Preparing for my Midbass Channel projects

http://www.romythecat.com/Forums/ShowPost.aspx?postID=13597

…I did inventory if the drivers that I might use for it. I never did it before as the all were in different storages, now they are in one basement – very convenient. It is not secret that I intent to use Vitavox 15 inch drivers that I consider ridiculously good. I have a few 151, a few 10/40 and I one 154 and one that I am not sure number. The 151 and 10/40 are my best candidate and, boy, I just love the scarp their belly – the respond as a deck of 300 year cello. Here is a ketch however that I discovered – they all are different. If I take 4 of my 151 then each of them has cone slightly different from other. Sure they are 50 years old drivers and then were used during the time in different application/locations and aged differently. Still, they feel like have slightly different cone and then have very slightly different harmonics of cone’s response. They all have that Vitavoxy super-soft throaty tone but very-very different inflections into the gone.
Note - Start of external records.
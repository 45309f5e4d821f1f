use std::collections::{BTreeMap, BTreeSet};
use std::str::FromStr;

use chrono::NaiveDate;
use rust_decimal::Decimal;
use tracing::debug;

use super::{FieldKind, FieldSpec, FieldValue, lookup};
use crate::core::FacturXError;
use crate::flavor::Flavor;
use crate::xml::{Element, XPath, XmlTree};

/// Qualifier code for `YYYYMMDD` date strings.
const DATE_FORMAT_CODE: &str = "102";

/// Elements a field path matched, plus the repeating group its leaves live in.
#[derive(Clone)]
pub struct ResolvedNode<'d> {
    pub matches: Vec<Element<'d>>,
    pub group: Option<&'static str>,
}

/// Resolve `spec` against the tree. `None` means the flavor does not carry
/// the field; an empty match list means the document lacks the node.
pub fn resolve<'d>(
    tree: &'d XmlTree,
    flavor: &Flavor,
    spec: &FieldSpec,
) -> Result<Option<ResolvedNode<'d>>, FacturXError> {
    let Some(path) = spec.xpath(flavor) else {
        return Ok(None);
    };
    let matches = XPath::compile(path)?.select(tree, &flavor.namespaces())?;
    Ok(Some(ResolvedNode {
        matches,
        group: spec.group,
    }))
}

#[derive(Debug, Clone)]
struct GroupState {
    /// Position among the group's occurrences, in document order.
    index: usize,
    written: BTreeSet<&'static str>,
}

/// Per-document record of which repeating-group occurrence is being filled.
///
/// Keyed by group tag. Writing a field already written in the occurrence
/// in use starts a new occurrence after the last existing one.
#[derive(Debug, Clone, Default)]
pub struct GroupRegistry {
    groups: BTreeMap<&'static str, GroupState>,
}

impl GroupRegistry {
    pub fn new() -> Self {
        Self::default()
    }

    pub fn reset(&mut self) {
        self.groups.clear();
    }

    /// Occurrence currently receiving writes for `tag`.
    pub fn in_use(&self, tag: &str) -> Option<usize> {
        self.groups.get(tag).map(|g| g.index)
    }
}

/// First non-empty occurrence of the field, typed.
pub(crate) fn get(
    tree: &XmlTree,
    flavor: &Flavor,
    name: &str,
) -> Result<Option<FieldValue>, FacturXError> {
    let spec = lookup(name)?;
    let Some(resolved) = resolve(tree, flavor, spec)? else {
        return Ok(None);
    };
    match resolved.matches.first() {
        Some(id) => parse(spec, &tree.text(*id)),
        None => Ok(None),
    }
}

/// Every non-empty occurrence of the field in document order.
pub(crate) fn get_all(
    tree: &XmlTree,
    flavor: &Flavor,
    name: &str,
) -> Result<Vec<FieldValue>, FacturXError> {
    let spec = lookup(name)?;
    let Some(resolved) = resolve(tree, flavor, spec)? else {
        return Ok(Vec::new());
    };
    let mut values = Vec::new();
    for id in resolved.matches {
        if let Some(v) = parse(spec, &tree.text(id))? {
            values.push(v);
        }
    }
    Ok(values)
}

fn parse(spec: &FieldSpec, text: &str) -> Result<Option<FieldValue>, FacturXError> {
    let text = text.trim();
    if text.is_empty() {
        return Ok(None);
    }
    let value = match spec.kind {
        FieldKind::Text | FieldKind::Code(_) => FieldValue::Text(text.to_string()),
        FieldKind::Date => NaiveDate::parse_from_str(text, "%Y%m%d")
            .ok()
            .filter(|_| text.len() == 8)
            .map(FieldValue::Date)
            .ok_or_else(|| FacturXError::MalformedDate {
                field: spec.name.to_string(),
                text: text.to_string(),
            })?,
        FieldKind::Amount => Decimal::from_str(text)
            .map(FieldValue::Amount)
            .map_err(|_| FacturXError::MalformedAmount {
                field: spec.name.to_string(),
                text: text.to_string(),
            })?,
    };
    Ok(Some(value))
}

/// Check a value against the field kind and render its leaf text.
fn render(spec: &FieldSpec, value: &FieldValue) -> Result<String, FacturXError> {
    let mismatch = || FacturXError::TypeMismatch {
        field: spec.name.to_string(),
        expected: spec.kind,
    };
    match (spec.kind, value) {
        (FieldKind::Text | FieldKind::Code(_), FieldValue::Text(s)) => Ok(s.clone()),
        (FieldKind::Text | FieldKind::Code(_), _) => Err(mismatch()),
        (FieldKind::Date, FieldValue::Date(d)) => Ok(FieldValue::Date(*d).to_xml_text()),
        (FieldKind::Date, other) => Err(FacturXError::MalformedDate {
            field: spec.name.to_string(),
            text: other.to_string(),
        }),
        (FieldKind::Amount, FieldValue::Amount(a)) => Ok(FieldValue::Amount(*a).to_xml_text()),
        (FieldKind::Amount, FieldValue::Text(s)) => Decimal::from_str(s.trim())
            .map(|a| FieldValue::Amount(a).to_xml_text())
            .map_err(|_| FacturXError::MalformedAmount {
                field: spec.name.to_string(),
                text: s.clone(),
            }),
        (FieldKind::Amount, FieldValue::Date(_)) => Err(mismatch()),
    }
}

/// Write a field. Nothing is mutated when an error is returned.
pub(crate) fn set(
    tree: &mut XmlTree,
    groups: &mut GroupRegistry,
    flavor: &Flavor,
    name: &str,
    value: &FieldValue,
) -> Result<(), FacturXError> {
    let tree: &XmlTree = tree;
    let spec = lookup(name)?;
    let text = render(spec, value)?;
    let not_applicable = || FacturXError::FieldNotApplicable {
        field: spec.name.to_string(),
        flavor: flavor.to_string(),
    };
    let resolved = resolve(tree, flavor, spec)?.ok_or_else(not_applicable)?;
    if resolved.matches.is_empty() {
        return Err(not_applicable());
    }

    let target = match resolved.group {
        None if resolved.matches.len() > 1 => {
            return Err(FacturXError::AmbiguousField {
                field: spec.name.to_string(),
                matches: resolved.matches.len(),
            });
        }
        None => resolved.matches[0],
        Some(tag) => group_target(tree, groups, flavor, spec, tag, &resolved.matches)?
            .ok_or_else(not_applicable)?,
    };

    tree.set_text(target, &text);
    if spec.kind == FieldKind::Date {
        tree.set_attribute(target, "format", DATE_FORMAT_CODE);
    }
    debug!(field = spec.name, value = %text, "field written");
    Ok(())
}

/// Cut a field path right after its group element:
/// `…/ram:ApplicableTradeTax/ram:BasisAmount` → `…/ram:ApplicableTradeTax`.
fn group_path<'a>(path: &'a str, tag: &str) -> Option<&'a str> {
    let marker = format!("/{tag}/");
    path.find(&marker).map(|pos| &path[..pos + marker.len() - 1])
}

/// Pick (and if needed create) the leaf a grouped write lands on.
fn group_target<'d>(
    tree: &'d XmlTree,
    groups: &mut GroupRegistry,
    flavor: &Flavor,
    spec: &FieldSpec,
    tag: &'static str,
    matches: &[Element<'d>],
) -> Result<Option<Element<'d>>, FacturXError> {
    let Some(path) = spec.xpath(flavor).and_then(|p| group_path(p, tag)) else {
        return Ok(None);
    };
    let occurrences = XPath::compile(path)?.select(tree, &flavor.namespaces())?;
    let index_of = |leaf: Element<'d>| {
        tree.ancestors_or_self(leaf)
            .find_map(|a| occurrences.iter().position(|o| *o == a))
    };

    let in_use = groups
        .groups
        .get(tag)
        .filter(|s| matches.iter().any(|m| index_of(*m) == Some(s.index)))
        .cloned();
    let Some(state) = in_use else {
        // First write to this group in the session: fill its first occurrence.
        let leaf = matches[0];
        let Some(index) = index_of(leaf) else {
            return Ok(None);
        };
        groups.groups.insert(
            tag,
            GroupState {
                index,
                written: BTreeSet::from([spec.name]),
            },
        );
        return Ok(Some(leaf));
    };

    if !state.written.contains(spec.name) {
        let leaf = matches
            .iter()
            .copied()
            .find(|m| index_of(*m) == Some(state.index));
        if leaf.is_some() {
            if let Some(s) = groups.groups.get_mut(tag) {
                s.written.insert(spec.name);
            }
        }
        return Ok(leaf);
    }

    // Field already filled in the occurrence in use: start a new one
    // copied from the last existing occurrence.
    let Some(&last_leaf) = matches.last() else {
        return Ok(None);
    };
    let Some(index) = index_of(last_leaf) else {
        return Ok(None);
    };
    let last = occurrences[index];
    let Some(offset) = tree.descendants(last).iter().position(|d| *d == last_leaf) else {
        return Ok(None);
    };
    let copy = tree.deep_copy(last);
    tree.insert_after(last, copy)?;
    let Some(&leaf) = tree.descendants(copy).get(offset) else {
        return Ok(None);
    };
    debug!(group = tag, field = spec.name, "repeating group duplicated");

    groups.groups.insert(
        tag,
        GroupState {
            index: index + 1,
            written: BTreeSet::from([spec.name]),
        },
    );
    Ok(Some(leaf))
}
I have new 151 and 10/40, I mean so new that it never was removed from original box, something so called “in paper” or as Russians say “a fly did not fuck on it”. I have some of the drivers have worn cone with some marks of cracks and tears.  And of cause as it was very much expected according to the Murphy’s Law – the best sounding drivers are the pair that has max cracks. A one of them, that has even a huge damage as 1” rip is my absolutely best driver – tonally it is totally out of this word. It is possible that it has to do with moisture and other conditions. However, prior to selecting a pair of the drivers I will be using in my Midbass Channel I would like to fix my drivers that need to be fixed.

So, here is the question – how properly to deal with minor cracks, rips and tears and do not ruin so precious driver’s sound?

Sure, the reckoning is out of question. The regular glues and patches that drivers fixing companies are using are out of picture. In a past I have a good success to apply women stockings over the tears soaked in the Elmer Glue of some kind of wood glue. It was long time ago and I guess at that time those types of glues were made from cellulose. It was good for driver but nowadays those glues are made from petroleum.  The problem with petroleum glue is that it maintains good texture for some time – a few month and then become too dry – not good for my application.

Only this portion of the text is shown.